Date 30 September 2012
Event ESMO Congress 2012
Session Re-inventing the medical treatment of advanced prostate cancer
Topics Anti-Cancer Agents & Biologic Therapy
Prostate Cancer
Presenter Oliver Sartor
Authors O. Sartor
  • Department Of Medicine: Section Of Hematology & Medical Oncology And Department Of Urology, Tulane Cancer Center, 70112 - New Orleans/US

Abstract

The recent incremental advances in metastatic castrate-resistant prostate cancer (mCRPC) may one day translate into more meaningful change. Today mCRPC therapeutic choices are a sequential series of affairs with several either/or decisions. Optimal sequencing is unstudied and endless speculation abound as to which drug is best best for which patient. Combination therapies are in their infancy. In the past, the world of mCRPC was conveniently divided into the pre- and post-docetaxel space.

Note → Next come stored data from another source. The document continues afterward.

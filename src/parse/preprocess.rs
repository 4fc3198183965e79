//! Optional per-format preprocessing of oversized inputs.
//!
//! QQ backups duplicate every message as a heavy `rawElements` payload
//! the importer never reads. Past a size threshold it is cheaper to
//! rewrite the export into a trimmed temp file once than to drag the
//! dead weight through the streaming parse. Preprocessed files are
//! deleted after import regardless of outcome.

use std::fs::File;
use std::io::{BufWriter, Write};
use std::path::{Path, PathBuf};

use anyhow::{Context, Result};

use crate::formats::FormatId;
use crate::parse::json_scan::JsonScanner;
use crate::parse::{ParseOptions, ParseProgress};

/// Inputs beyond this size qualify for trimming.
const PREPROCESS_THRESHOLD_BYTES: u64 = 256 * 1024 * 1024;

/// Per-message field the QQ trim pass drops.
const QQ_HEAVY_FIELD: &str = "rawElements";

/// Whether the format wants a preprocessing pass for this input.
pub fn needs_preprocess(format: FormatId, path: &Path) -> Result<bool> {
    match format {
        FormatId::QqBackup => {
            let size = std::fs::metadata(path)?.len();
            if size < PREPROCESS_THRESHOLD_BYTES {
                return Ok(false);
            }
            let prefix = crate::formats::sniff_prefix(path)?;
            Ok(prefix.contains(QQ_HEAVY_FIELD))
        }
        _ => Ok(false),
    }
}

/// Rewrite `path` into a trimmed temp file under `temp_dir` and return
/// the temp path. Only formats reporting `needs_preprocess` are wired
/// through here.
pub fn preprocess(
    format: FormatId,
    path: &Path,
    temp_dir: &Path,
    opts: &ParseOptions,
    on_progress: &mut dyn FnMut(ParseProgress),
) -> Result<PathBuf> {
    match format {
        FormatId::QqBackup => trim_qq(path, temp_dir, opts, on_progress),
        other => anyhow::bail!("format {} has no preprocessor", other.as_str()),
    }
}

fn trim_qq(
    path: &Path,
    temp_dir: &Path,
    opts: &ParseOptions,
    on_progress: &mut dyn FnMut(ParseProgress),
) -> Result<PathBuf> {
    let total_bytes = std::fs::metadata(path)?.len();
    let out_path = temp_dir.join(format!(
        "preprocess_{}.json",
        uuid::Uuid::new_v4().simple()
    ));
    let mut out = BufWriter::new(
        File::create(&out_path)
            .with_context(|| format!("failed to create {}", out_path.display()))?,
    );

    let mut scanner = JsonScanner::new(File::open(path)?);
    let mut elem: Vec<u8> = Vec::new();
    let mut messages_seen: u64 = 0;

    let result = (|| -> Result<()> {
        scanner.begin_object()?;
        out.write_all(b"{")?;
        let mut first_key = true;
        while let Some(key) = scanner.next_key()? {
            if !first_key {
                out.write_all(b",")?;
            }
            first_key = false;
            serde_json::to_writer(&mut out, &key)?;
            out.write_all(b":")?;

            if key == "messages" {
                scanner.begin_array()?;
                out.write_all(b"[")?;
                let mut first_elem = true;
                while scanner.next_element(&mut elem)? {
                    let mut value: serde_json::Value = serde_json::from_slice(&elem)?;
                    if let Some(obj) = value.as_object_mut() {
                        obj.remove(QQ_HEAVY_FIELD);
                    }
                    if !first_elem {
                        out.write_all(b",")?;
                    }
                    first_elem = false;
                    serde_json::to_writer(&mut out, &value)?;

                    messages_seen += 1;
                    if messages_seen % 10_000 == 0 {
                        opts.abort.check()?;
                        on_progress(ParseProgress {
                            bytes_read: scanner.bytes_consumed(),
                            total_bytes,
                            messages_seen,
                        });
                    }
                }
                out.write_all(b"]")?;
            } else {
                let mut raw = Vec::new();
                scanner.capture_value(&mut raw)?;
                out.write_all(&raw)?;
            }
        }
        out.write_all(b"}")?;
        out.flush()?;
        Ok(())
    })();

    if let Err(e) = result {
        let _ = std::fs::remove_file(&out_path);
        return Err(e);
    }
    on_progress(ParseProgress {
        bytes_read: scanner.bytes_consumed(),
        total_bytes,
        messages_seen,
    });
    Ok(out_path)
}

#[cfg(test)]
mod tests {
    use super::*;

    #[test]
    fn trims_heavy_fields_and_keeps_the_rest() {
        let dir = tempfile::tempdir().unwrap();
        let src = dir.path().join("src.json");
        std::fs::write(
            &src,
            r#"{"groupInfo":{"name":"G"},"messages":[{"uin":"1","time":1700000000,"content":"hi","rawElements":[{"blob":"xxxx"}]}],"avatars":{}}"#,
        )
        .unwrap();

        let out = trim_qq(&src, dir.path(), &ParseOptions::default(), &mut |_| {}).unwrap();
        let trimmed: serde_json::Value =
            serde_json::from_str(&std::fs::read_to_string(&out).unwrap()).unwrap();
        assert_eq!(trimmed["groupInfo"]["name"], "G");
        assert_eq!(trimmed["messages"][0]["content"], "hi");
        assert!(trimmed["messages"][0].get("rawElements").is_none());
        assert!(trimmed.get("avatars").is_some());
    }
}
//! Session-index builder: contiguous message runs split by an
//! inter-message gap threshold.
//!
//! The index is built on demand, persisted next to the messages, and
//! invalidated whenever the message set changes (insert, member
//! delete). Rebuilds replace the previous index atomically: delete and
//! re-insert happen in one transaction together with the recorded
//! threshold.

use anyhow::Result;
use rusqlite::params;
use serde::Serialize;

use crate::store::SessionStore;

pub const DEFAULT_GAP_SECONDS: i64 = 1800;

const THRESHOLD_KEY: &str = "gap_threshold";

#[derive(Debug, Clone, Serialize)]
#[serde(rename_all = "camelCase")]
pub struct IndexEntry {
    pub id: i64,
    pub start_ts: i64,
    pub end_ts: i64,
    pub message_count: u64,
    pub first_message_id: i64,
}

#[derive(Debug, Clone, Serialize)]
#[serde(rename_all = "camelCase")]
pub struct IndexStats {
    pub entry_count: u64,
    pub gap_threshold: i64,
    pub total_messages: u64,
    pub average_length: f64,
    pub longest: u64,
}

pub fn has_index(store: &SessionStore) -> Result<bool> {
    let n: i64 = store
        .conn()
        .query_row("SELECT COUNT(*) FROM session_index", [], |row| row.get(0))?;
    Ok(n > 0)
}

/// The threshold recorded by the last build, or the default.
pub fn stored_threshold(store: &SessionStore) -> Result<i64> {
    let value: Option<String> = store
        .conn()
        .query_row(
            "SELECT value FROM session_index_meta WHERE key = ?1",
            params![THRESHOLD_KEY],
            |row| row.get(0),
        )
        .ok();
    Ok(value
        .and_then(|v| v.parse().ok())
        .unwrap_or(DEFAULT_GAP_SECONDS))
}

/// Record a new threshold without rebuilding; the next explicit
/// `generate` picks it up.
pub fn set_threshold(store: &SessionStore, gap_seconds: i64) -> Result<()> {
    store.conn().execute(
        "INSERT OR REPLACE INTO session_index_meta (key, value) VALUES (?1, ?2)",
        params![THRESHOLD_KEY, gap_seconds.to_string()],
    )?;
    Ok(())
}

/// Rebuild the index: scan messages in timestamp order and open a new
/// entry whenever the inter-message gap exceeds the threshold.
pub fn generate(store: &SessionStore, gap_seconds: i64) -> Result<IndexStats> {
    store.begin()?;
    let result = (|| -> Result<IndexStats> {
        store.conn().execute("DELETE FROM session_index", [])?;
        store.conn().execute(
            "INSERT OR REPLACE INTO session_index_meta (key, value) VALUES (?1, ?2)",
            params![THRESHOLD_KEY, gap_seconds.to_string()],
        )?;

        let mut insert = store.conn().prepare(
            "INSERT INTO session_index (start_ts, end_ts, message_count, first_message_id)
             VALUES (?1, ?2, ?3, ?4)",
        )?;

        let mut scan = store
            .conn()
            .prepare("SELECT id, ts FROM message ORDER BY ts, id")?;
        let rows = scan.query_map([], |row| Ok((row.get::<_, i64>(0)?, row.get::<_, i64>(1)?)))?;

        let mut current: Option<(i64, i64, i64, u64)> = None; // (first_id, start, last, count)
        let mut entry_count = 0u64;
        let mut total = 0u64;
        let mut longest = 0u64;

        for row in rows {
            let (id, ts) = row?;
            total += 1;
            match current.as_mut() {
                Some((_, _, last, count)) if ts - *last <= gap_seconds => {
                    *last = ts;
                    *count += 1;
                }
                _ => {
                    if let Some((first_id, start, last, count)) = current.take() {
                        insert.execute(params![start, last, count as i64, first_id])?;
                        entry_count += 1;
                        longest = longest.max(count);
                    }
                    current = Some((id, ts, ts, 1));
                }
            }
        }
        if let Some((first_id, start, last, count)) = current.take() {
            insert.execute(params![start, last, count as i64, first_id])?;
            entry_count += 1;
            longest = longest.max(count);
        }

        Ok(IndexStats {
            entry_count,
            gap_threshold: gap_seconds,
            total_messages: total,
            average_length: if entry_count > 0 {
                (total as f64 / entry_count as f64 * 100.0).round() / 100.0
            } else {
                0.0
            },
            longest,
        })
    })();

    match result {
        Ok(stats) => {
            store.commit()?;
            Ok(stats)
        }
        Err(e) => {
            let _ = store.rollback();
            Err(e)
        }
    }
}

/// Current index statistics without rebuilding.
pub fn stats(store: &SessionStore) -> Result<Option<IndexStats>> {
    if !has_index(store)? {
        return Ok(None);
    }
    let (entry_count, total, longest): (i64, i64, i64) = store.conn().query_row(
        "SELECT COUNT(*), COALESCE(SUM(message_count), 0), COALESCE(MAX(message_count), 0)
         FROM session_index",
        [],
        |row| Ok((row.get(0)?, row.get(1)?, row.get(2)?)),
    )?;
    Ok(Some(IndexStats {
        entry_count: entry_count as u64,
        gap_threshold: stored_threshold(store)?,
        total_messages: total as u64,
        average_length: if entry_count > 0 {
            (total as f64 / entry_count as f64 * 100.0).round() / 100.0
        } else {
            0.0
        },
        longest: longest as u64,
    }))
}

/// All index entries in order.
pub fn entries(store: &SessionStore) -> Result<Vec<IndexEntry>> {
    let mut stmt = store.conn().prepare(
        "SELECT id, start_ts, end_ts, message_count, first_message_id
         FROM session_index ORDER BY start_ts, id",
    )?;
    let rows = stmt.query_map([], |row| {
        Ok(IndexEntry {
            id: row.get(0)?,
            start_ts: row.get(1)?,
            end_ts: row.get(2)?,
            message_count: row.get::<_, i64>(3)? as u64,
            first_message_id: row.get(4)?,
        })
    })?;
    rows.collect::<Result<Vec<_>, _>>().map_err(Into::into)
}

That being said, the biologic basis for this was lacking and now we have new spaces such as the post-abiraterone/MDV3100 space that might in fact be more biologically meaningful. What do we do with patients progressing post-abiraterone or MDV3100? The data are sparse to date and so we gear up with new studies and read tea leaves in the interim. What is the role for cytotoxic chemotherapies today's mCRPC therapeutic armamentarium? The new hormonal therapies are now marching forward with provovative data in the “pre-chemotherapy” space. Novel immunotherapies have seized imaginations. The new world of truly active bone-targeted radiopharmaceuticals has arrived. Several facts seem clear. 1) the newer hormonal therapies are not effective for very long in mCRPC and after they fail, the progression rate can be very rapid. Exotic new molecular mechanisms of resistance are discovered with regularity; the CRPC cells are truly devious little Darwinian machines. 2) Today, death from prostate cancer is a foregone conclusion for mCRPC patient. So does this help us answer how we use cytotoxic chemotherapy today? Perhaps it si reasonable to point out that both docetaxel and cabazitaxel are clearly active agents and that some but not all patients will tolerate them well. Currently many men die from prostate cancer without having had the opportunity to benefit from known active agents. The best responses to chemotherapy, as with any agent, occur in patients with the best performance status. The concept that therapies of lesser toxicity should be administered first is appropriate but the concept that active therapies should be on the shelf when treating an incurable disease is not. Striving for patients to receive as many active therapies as feasible seems reasonable in an era when predicting therapeutic response is more art than science.

Disclosure

O. Sartor: Investigator and consultant for Algeta, Bayer, JNJ, Sanofi, and Dendreon. Consultant for Medivation and Astellas.